The Expanding Complexity of Estrogen Receptor Signaling in the Cardiovascular System

Abstract

Estrogen has important effects on cardiovascular function including regulation of vascular function, blood pressure, endothelial relaxation, and the development of hypertrophy and cardioprotection. However, the mechanisms by which estrogen mediates these effects are still poorly understood. As detailed in this review, estrogen can regulate transcription by binding to 2 nuclear receptors, ERα and ERβ, which differentially regulate gene transcription. ERα and ERβ regulation of gene transcription is further modulated by tissue-specific coactivators and corepressors. Estrogen can bind to ERα and ERβ localized at the plasma membrane as well as G-protein-coupled estrogen receptor to initiate membrane delimited signaling, which enhances kinase signaling pathways that can have acute and long-term effects. The kinase signaling pathways can also mediate transcriptional changes and can synergize with the ER to regulate cell function. This review will summarize the beneficial effects of estrogen in protecting the cardiovascular system through ER-dependent mechanisms with an emphasis on the role of the recently described ER membrane signaling mechanisms.

Keywords: MAP kinase signaling pathways; PI3 kinases; estrogens; receptors, G-protein–coupled; signal transduction.

Figure 1. Effects of estrogen on the heart

Estrogen has many pleiotropic effects on the cardiovascular system.
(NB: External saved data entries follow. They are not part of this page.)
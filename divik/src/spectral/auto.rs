use std::str::FromStr;

use kmeans::{DistanceMetric, KMeans};
use ndarray::{Array2, ArrayView2};
use rand::SeedableRng;
use rand_chacha::ChaCha20Rng;
use tracing::debug;

use crate::{
    data_type::traits::{FittedClustering, OrderSelector},
    error::{DivikError, Result},
    spectral::{
        affinity::locally_adjusted_affinity,
        discretize::discretize,
        eigengap::{largest_gap, normalized_laplacian, EigenSolver},
    },
};

/// Strategy turning the spectral embedding into labels
#[derive(Clone, Copy, Debug, Default, PartialEq, Eq)]
pub enum AssignLabels {
    /// K-Means on the embedding rows
    #[default]
    KMeans,
    /// Yu & Shi rotation towards a discrete indicator matrix
    Discretize,
}

impl FromStr for AssignLabels {
    type Err = DivikError;

    fn from_str(s: &str) -> Result<Self> {
        match s.trim().to_ascii_lowercase().as_str() {
            "kmeans" => Ok(Self::KMeans),
            "discretize" => Ok(Self::Discretize),
            other => Err(DivikError::configuration(format!("unknown label assignment: {other}"))),
        }
    }
}

/// Spectral Clustering with automated n_clusters selection
///
/// Builds a locally adjusted affinity, estimates the number of clusters from
/// the eigengap of its normalized Laplacian and segments the spectral
/// embedding into exactly that many clusters.
///
/// `max_clusters` only bounds the node sizes the divisive engine will hand
/// over; the eigengap itself is not capped.
#[derive(Clone, Debug, PartialEq)]
pub struct AutoSpectralClustering {
    pub distance: DistanceMetric,
    pub n_neighbors: usize,
    pub max_clusters: usize,
    pub assign_labels: AssignLabels,
    /// Restarts of the k-means label assignment
    pub n_init: usize,
    pub max_iter: usize,
    pub seed: u64,
    pub solver: EigenSolver,
}

impl Default for AutoSpectralClustering {
    fn default() -> Self {
        Self {
            distance: DistanceMetric::Euclidean,
            n_neighbors: 7,
            max_clusters: 10,
            assign_labels: AssignLabels::KMeans,
            n_init: 10,
            max_iter: 300,
            seed: 0,
            solver: EigenSolver::default(),
        }
    }
}

/// Result of [`AutoSpectralClustering`] on one dataset
#[derive(Clone, Debug)]
pub struct AutoSpectralModel {
    pub affinity_matrix: Array2<f64>,
    pub n_clusters: usize,
    pub labels: Vec<usize>,
}

impl FittedClustering for AutoSpectralModel {
    fn fitted(&self) -> bool {
        true
    }

    fn n_clusters(&self) -> usize {
        self.n_clusters
    }

    fn labels(&self) -> &[usize] {
        &self.labels
    }
}

impl AutoSpectralClustering {
    pub fn fit(&self, data: ArrayView2<f64>) -> Result<AutoSpectralModel> {
        self.validate()?;
        debug!(rows = data.nrows(), "starting automated spectral clustering");

        let affinity_matrix = locally_adjusted_affinity(self.distance, data, self.n_neighbors)?;

        // Laplacian and its spectrum are shared by the count estimate and the embedding
        let (laplacian, degree_sqrt) = normalized_laplacian(affinity_matrix.view())?;
        let spectrum = self.solver.decompose(laplacian.view())?;
        let n_clusters = largest_gap(&spectrum.values);
        debug!(n_clusters, "eigengap estimate");

        if n_clusters == 1 {
            return Ok(AutoSpectralModel { affinity_matrix, n_clusters, labels: vec![0; data.nrows()] });
        }

        // Eigenvectors of the smallest eigenvalues, rescaled by D^-1/2
        let n = data.nrows();
        let embedding = Array2::from_shape_fn((n, n_clusters), |(i, j)| {
            let d = degree_sqrt[i];
            let v = spectrum.vectors[[i, j]];
            if d > 0.0 { v / d } else { v }
        });

        let labels = match self.assign_labels {
            AssignLabels::KMeans => {
                KMeans::new(n_clusters)
                    .with_n_init(self.n_init)
                    .with_max_iter(self.max_iter)
                    .with_seed(self.seed)
                    .fit(embedding.view())?
                    .labels
            }
            AssignLabels::Discretize => {
                let mut rng = ChaCha20Rng::seed_from_u64(self.seed);
                discretize(embedding.view(), &mut rng)?
            }
        };

        debug!(n_clusters, "automated spectral clustering done");
        Ok(AutoSpectralModel { affinity_matrix, n_clusters, labels })
    }

    pub fn validate(&self) -> Result<()> {
        if self.n_neighbors == 0 {
            return Err(DivikError::configuration("n_neighbors must be at least 1"));
        }
        if self.max_clusters < 2 {
            return Err(DivikError::configuration("max_clusters must be at least 2"));
        }
        Ok(())
    }
}

impl OrderSelector for AutoSpectralClustering {
    type Model = AutoSpectralModel;

    fn max_clusters(&self) -> usize {
        self.max_clusters
    }

    fn fit(&self, data: ArrayView2<f64>) -> Result<AutoSpectralModel> {
        AutoSpectralClustering::fit(self, data)
    }

    fn validate(&self) -> Result<()> {
        AutoSpectralClustering::validate(self)
    }
}
use divik::{
    AutoSpectralClustering, CancellationToken, DataCollection, Divik, DivikContext, DivikError, GapSearch,
    LoggingReporter, NoSelector, NoopReporter, VarianceSelector,
};
use ndarray::Array2;
use rand::SeedableRng;
use rand_chacha::ChaCha20Rng;
use rand_distr::{Distribution, Normal};

// 5 blobs of 20 points in 2D, centers on a coarse grid
fn five_blobs() -> Array2<f64> {
    let centers = [(0.0, 0.0), (20.0, 0.0), (0.0, 20.0), (20.0, 20.0), (40.0, 40.0)];
    let mut rng = ChaCha20Rng::seed_from_u64(2024);
    let noise = Normal::new(0.0, 0.5).unwrap();
    let mut data = Array2::zeros((100, 2));
    for (b, (x, y)) in centers.iter().enumerate() {
        for i in 0..20 {
            data[[b * 20 + i, 0]] = x + noise.sample(&mut rng);
            data[[b * 20 + i, 1]] = y + noise.sample(&mut rng);
        }
    }
    data
}

fn gap_divik() -> Divik<GapSearch, NoSelector> {
    let selector = GapSearch { n_init: 5, ..Default::default() };
    Divik::new(selector, NoSelector, DivikContext::new(5, 2))
}

#[test]
fn gap_tree_partitions_every_row() {
    let data = five_blobs();
    let fit = gap_divik().fit(data.view(), &NoopReporter).unwrap();

    assert_eq!(fit.labels.len(), 100);
    assert_eq!(fit.paths.len(), fit.n_clusters);
    assert!(fit.labels.iter().all(|&l| l < fit.n_clusters));
    assert!(fit.n_clusters >= 2);

    let tree = fit.tree.as_ref().unwrap();
    assert_eq!(tree.n_leaves(), fit.n_clusters);
    assert_eq!(tree.depth(), fit.depth);

    let leaves = tree.leaves(&vec![true; 100]);
    for row in 0..100 {
        assert_eq!(leaves.iter().filter(|leaf| leaf.selection[row]).count(), 1);
    }
}

#[test]
fn separated_blobs_never_share_a_label() {
    let data = five_blobs();
    let fit = gap_divik().fit(data.view(), &NoopReporter).unwrap();
    let blob_label = |b: usize| fit.labels[b * 20];
    for a in 0..5 {
        for b in (a + 1)..5 {
            assert_ne!(blob_label(a), blob_label(b), "blobs {a} and {b} merged");
        }
    }
}

#[test]
fn spectral_tree_with_variance_filter() {
    let data = five_blobs();
    let divik = Divik::new(
        AutoSpectralClustering::default(),
        VarianceSelector { percentile: 0.0 },
        DivikContext::new(10, 2),
    );
    let fit = divik.fit(data.view(), &NoopReporter).unwrap();
    assert_eq!(fit.labels.len(), 100);
    assert!(fit.n_clusters >= 2);

    let summary = fit.tree.unwrap().summary();
    assert_eq!(summary.sizes.iter().sum::<usize>(), 100);
    let json = serde_json::to_string(&summary).unwrap();
    assert!(json.contains("\"sizes\""));
}

#[test]
fn tiny_dataset_is_one_cluster() {
    let data = DataCollection::from_vec(&[vec![1.0, 2.0], vec![2.0, 1.0], vec![3.0, 3.0]], false).unwrap();
    let fit = gap_divik().fit(data.data.view(), &NoopReporter).unwrap();
    assert!(fit.tree.is_none());
    assert_eq!(fit.labels, vec![0, 0, 0]);
    assert_eq!(fit.depth, 0);
    assert_eq!(fit.n_clusters, 1);
}

#[test]
fn cancelled_token_stops_the_run() {
    let data = five_blobs();
    let token = CancellationToken::new();
    token.cancel();
    let reporter = LoggingReporter::with_token(100, token);
    let result = gap_divik().fit(data.view(), &reporter);
    assert!(matches!(result, Err(DivikError::Cancelled)));
}

#[test]
fn invalid_configuration_fails_before_fitting() {
    let data = five_blobs();
    let divik = Divik::new(GapSearch { max_clusters: 1, ..Default::default() }, NoSelector, DivikContext::default());
    assert!(matches!(divik.fit(data.view(), &NoopReporter), Err(DivikError::Configuration(_))));

    let empty = Array2::<f64>::zeros((0, 2));
    assert!(matches!(gap_divik().fit(empty.view(), &NoopReporter), Err(DivikError::Configuration(_))));
}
Estrogen can impact cardiovascular health and disease by direct effects: (i) on the vascular endothelial cells promoting vasorelaxation, cell proliferation and migration; (ii) on vascular smooth muscle cells decreasing cell proliferation and migration and (iii) on cardiomyocytes reducing LDL-cholesterol level and protecting against insulin resistance, infarct size and ischemia–reperfusion injury and cardiac hypertrophy.

Figure 2. Genomic ER signaling

A: Direct binding to DNA. Estrogen binding to ERs promotes receptor translocation to the nuclei. ERs bind to the consensus estrogen response element (ERE) in the DNA, mediating its genomic effects. Co-activators and co-repressors are recruited to activate or inhibit gene; B: Indirectly binding DNA through other transcription factors. ERs can tether transcription factors (TF) such as API and Sp1 regulating gene expressions; C & D: Ligand-independent binding. ERs can be phosphorylated by kinases signaling (such as p38, ERK and Akt) activated by plasma membrane ERs signaling. Specific serine site phosphorylation of ERs can trigger its binding to DNA thus activating the transcription via ligand-independent binding or via ERE-binding.

Figure 3. Non genomic ER signaling

Panel A: Rapid ER signaling in vascular Endothelial Cells. ERs localize to caveolae by direct binding to caveolin-1 and scaffold protein striatin. Upon estrogen binding, ERs and the G protein form a complex leading to activation of tyrosine kinase Src, serine/threonine kinase PI3K (binding the subunit p38a), Akt, and MAPK. Kinases then directly activate eNOS by serine 1177 phosphorylation. The increased production of nitric oxide (NO) promotes endothelial cell vasodilatation, proliferation and migration. Panel B: Rapid ER signaling in vascular smooth muscle cells. ERs localize to caveolae by direct binding to caveolin-1 and scaffold protein striatin. Upon estrogen binding, ERs activate several phosphatases leading to inhibition of kinases and finally resulting in a decrease of cell proliferation and migration.

Figure 4. GRP30 activation via endothelium-independent or endothelium-dependent mechanisms

A: Endothelium-independent effect is mediated by a large conductance calcium-activated potassium channel leading to an increase in potassium efflux. This effect results in coronary artery relaxation. BK, Ca²⁺- and voltage-activated K⁺ channels. B: Endothelium-dependent mechanism. Estrogen binding to GPR30 leads to activation of eNOS raising the production of nitric oxide (NO) in coronary endothelial cells to relax these arteries.